In brief, a novel detector and detecting methods are provided that expand the capabilities of Nuclear Magnetic Resonance (NMR) analysis and NMR analytical methods, allowing non-conventional materials to be examined using NMR in real time. A novel Rotational Exchange Gradient Imager (REGI) enables, for example, in situ magnetic resonance analyses in ultracentrifuge sedimentation of biological materials and rheology investigations of soft matter. The Rotational Exchange Gradient Imager (REGI) allows for real-time, in situ investigation of materials subjected to the effects of a centrifugal force by Nuclear Magnetic Resonance (NMR) analyses. The REGI comprises a cylindrical stator formed of an electrically conductive, non-magnetic material, a rotor contained in the cylindrical stator formed of an electrically non-conductive material, and a conductor located along a central axis of the cylindrical stator. A sample is contained within the rotor. The stator and central conductor serve to generate the RF magnetic field for NMR analysis. The rotor containing the sample is rotated within a stable air bearing formed between the cylindrical stator and rotor.
In a first embodiment of the invention, the rotor is driven by a high-pressure carrier gas jet containing reactant gas delivered to the inside of the stator via a closed loop formed of a pump and a pair of tubes, each tube coupled between the pump and a respective opening in the cylindrical stator. The central conductor and the cylindrical stator and rotor are held at a predefined magic angle relative to an externally applied static uniform magnetic field B0. Throughout the analysis, the sample contained within the rotor is rotated by the high-pressure carrier gas jet containing reactant gas, enabling accurate and precise control of the rotation frequency.

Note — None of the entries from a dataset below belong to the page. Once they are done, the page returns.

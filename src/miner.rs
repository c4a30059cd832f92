use crate::{block::Block, crypto, ledger::{Ledger, LedgerEvent}, metrics};
use anyhow::Result;
use parking_lot::Mutex;
use std::sync::Arc;
use std::sync::atomic::{AtomicBool, Ordering};
use tokio::sync::broadcast::Receiver;
use tokio::{task, time::{self, Duration}};
use tracing::{debug, error, info, warn};

#[derive(Debug, Clone, Copy, PartialEq, Eq)]
pub enum MinerState {
    Idle,
    Running,
}

/// Result of one search. Being stopped is a normal outcome, not an error.
#[derive(Debug, Clone, PartialEq, Eq)]
pub enum MiningOutcome {
    Solved(Block),
    Stopped,
}

/// Proof-of-work search over a block template.
///
/// Worker `i` of `n` tries nonces `i, i + n, i + 2n, ...` so no two workers
/// hash the same header. The first solution stops every worker; a stop request
/// is honoured within one batch of hash attempts.
pub struct Miner {
    threads: usize,
    batch_size: u64,
    cancel: Mutex<Arc<AtomicBool>>,
    running: AtomicBool,
}

impl Miner {
    pub fn new(threads: usize, batch_size: u64) -> Self {
        Self {
            threads: threads.max(1),
            batch_size: batch_size.max(1),
            cancel: Mutex::new(Arc::new(AtomicBool::new(false))),
            running: AtomicBool::new(false),
        }
    }

    pub fn from_config(cfg: &crate::config::Mining) -> Self {
        Self::new(cfg.threads, cfg.batch_size)
    }

    pub fn state(&self) -> MinerState {
        if self.running.load(Ordering::Acquire) {
            MinerState::Running
        } else {
            MinerState::Idle
        }
    }

    /// Ask the current search to give up. Workers notice at their next batch boundary.
    pub fn stop(&self) {
        self.cancel.lock().store(true, Ordering::Release);
    }

    /// Install a fresh cancel flag for the next search. Taken before the
    /// search is handed to another thread so an early `stop` is not lost.
    fn arm(&self) -> Arc<AtomicBool> {
        let cancel = Arc::new(AtomicBool::new(false));
        *self.cancel.lock() = cancel.clone();
        self.running.store(true, Ordering::Release);
        cancel
    }

    /// Blocking search. Returns once a worker solves the template or the
    /// search is stopped.
    pub fn solve(&self, template: Block) -> MiningOutcome {
        let cancel = self.arm();
        self.search(template, cancel)
    }

    fn search(&self, template: Block, cancel: Arc<AtomicBool>) -> MiningOutcome {
        let started = std::time::Instant::now();
        debug!(height = template.index, difficulty = template.difficulty, threads = self.threads, "search started");

        let found: Mutex<Option<(u64, crypto::Hash)>> = Mutex::new(None);
        let header = template.header_bytes();
        let step = self.threads as u64;
        let batch = self.batch_size;
        let difficulty = template.difficulty;

        std::thread::scope(|s| {
            for worker in 0..self.threads {
                let (cancel, found, mut header) = (&cancel, &found, header.clone());
                s.spawn(move || {
                    let mut nonce = worker as u64;
                    let off = Block::NONCE_OFFSET;
                    loop {
                        for _ in 0..batch {
                            header[off..off + 8].copy_from_slice(&nonce.to_le_bytes());
                            let hash = crypto::blake3_hash(&header);
                            if Block::meets_difficulty(&hash, difficulty) {
                                let mut slot = found.lock();
                                if slot.is_none() {
                                    *slot = Some((nonce, hash));
                                }
                                cancel.store(true, Ordering::Release);
                                return;
                            }
                            nonce = nonce.wrapping_add(step);
                        }
                        metrics::MINING_ATTEMPTS.inc_by(batch);
                        if cancel.load(Ordering::Acquire) {
                            return;
                        }
                    }
                });
            }
        });

        self.running.store(false, Ordering::Release);
        match found.into_inner() {
            Some((nonce, hash)) => {
                let mut block = template;
                block.nonce = nonce;
                block.hash = hash;
                metrics::MINING_FOUND.inc();
                metrics::MINING_SOLVE_TIME_MS.observe(started.elapsed().as_secs_f64() * 1000.0);
                debug!(height = block.index, nonce, "template solved");
                MiningOutcome::Solved(block)
            }
            None => {
                debug!(height = template.index, "search stopped");
                MiningOutcome::Stopped
            }
        }
    }

    /// Run [`solve`](Self::solve) on the blocking pool.
    pub async fn start(self: &Arc<Self>, template: Block) -> Result<MiningOutcome> {
        let me = self.clone();
        let cancel = self.arm();
        Ok(task::spawn_blocking(move || me.search(template, cancel)).await?)
    }
}

/// Background mining loop: assemble, solve, append, repeat until shutdown.
/// A block appended by someone else at the same height abandons the search.
pub fn spawn(
    ledger: Arc<Ledger>,
    miner: Arc<Miner>,
    reward_to: crypto::Address,
    mut shutdown_rx: Receiver<()>,
) -> task::JoinHandle<()> {
    task::spawn(async move {
        let mut events = ledger.subscribe();
        let mut consecutive_failures = 0u32;
        info!(address = %hex::encode(reward_to), "miner started");
        loop {
            let template = ledger.block_template(reward_to);
            let height = template.index;
            let worker = miner.clone();
            let cancel = miner.arm();
            let mut search = task::spawn_blocking(move || worker.search(template, cancel));

            let joined = loop {
                tokio::select! {
                    _ = shutdown_rx.recv() => {
                        miner.stop();
                        let _ = (&mut search).await;
                        info!("miner received shutdown signal");
                        return;
                    }
                    ev = events.recv() => match ev {
                        Some(LedgerEvent::BlockAppended { index, .. }) if index >= height => {
                            debug!(height, "tip moved, abandoning search");
                            miner.stop();
                        }
                        None => {
                            miner.stop();
                            let _ = (&mut search).await;
                            return;
                        }
                        _ => {}
                    },
                    res = &mut search => break res,
                }
            };

            match joined {
                Ok(MiningOutcome::Solved(block)) => match ledger.append_block(block) {
                    Ok(()) => consecutive_failures = 0,
                    Err(e) => {
                        consecutive_failures += 1;
                        warn!("mined block was not appended: {}", e);
                    }
                },
                Ok(MiningOutcome::Stopped) => {}
                Err(e) => {
                    consecutive_failures += 1;
                    error!("mining worker failed: {}", e);
                }
            }

            if consecutive_failures > 0 {
                // Exponential backoff after each failure.
                let backoff = Duration::from_secs(2u64.pow(consecutive_failures.min(6)));
                tokio::select! {
                    _ = shutdown_rx.recv() => return,
                    _ = time::sleep(backoff) => {}
                }
            }
        }
    })
}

In a second embodiment of the invention, an air jet drives the rotor. In this embodiment, the central conductor is oriented along the main axis of the cylindrical stator and rotor and parallel to the static uniform magnetic field B0. An RF signal is inputted to the central conductor to produce a magnetic field B1 perpendicular to the central axis of the cylindrical stator and rotor. The produced magnetic field B1 is perpendicular to the static uniform magnetic field B0 and the predefined magic angle is not used.
In a third embodiment of the invention, a mechanical drive assembly drives the rotor. The mechanical drive assembly is coupled to the rotor and includes a drive motor and a drive gear. As in the second embodiment, a produced magnetic field B1 is perpendicular to the static uniform magnetic field B0 and the predefined magic angle is not used.
In accordance with features of the invention, the REGI allows real time NMR analysis and imaging of processes, enabling fast, easy, accurate, and precise adjustment of the rotation frequency and duration of the NMR analysis. REGI allows in situ NMR analysis and imaging of processes not possible before; for example, sedimentation of proteins, deformations of soft materials, lubrication, and heterogeneous catalysis under high flow-through gas pressure. The Rotational Exchange Gradient Imager (REGI) can provide highly detailed information, through NMR spectroscopy and imaging, in four diverse fields of science: molecular biology, rheology, tribology, and heterogeneous catalysis.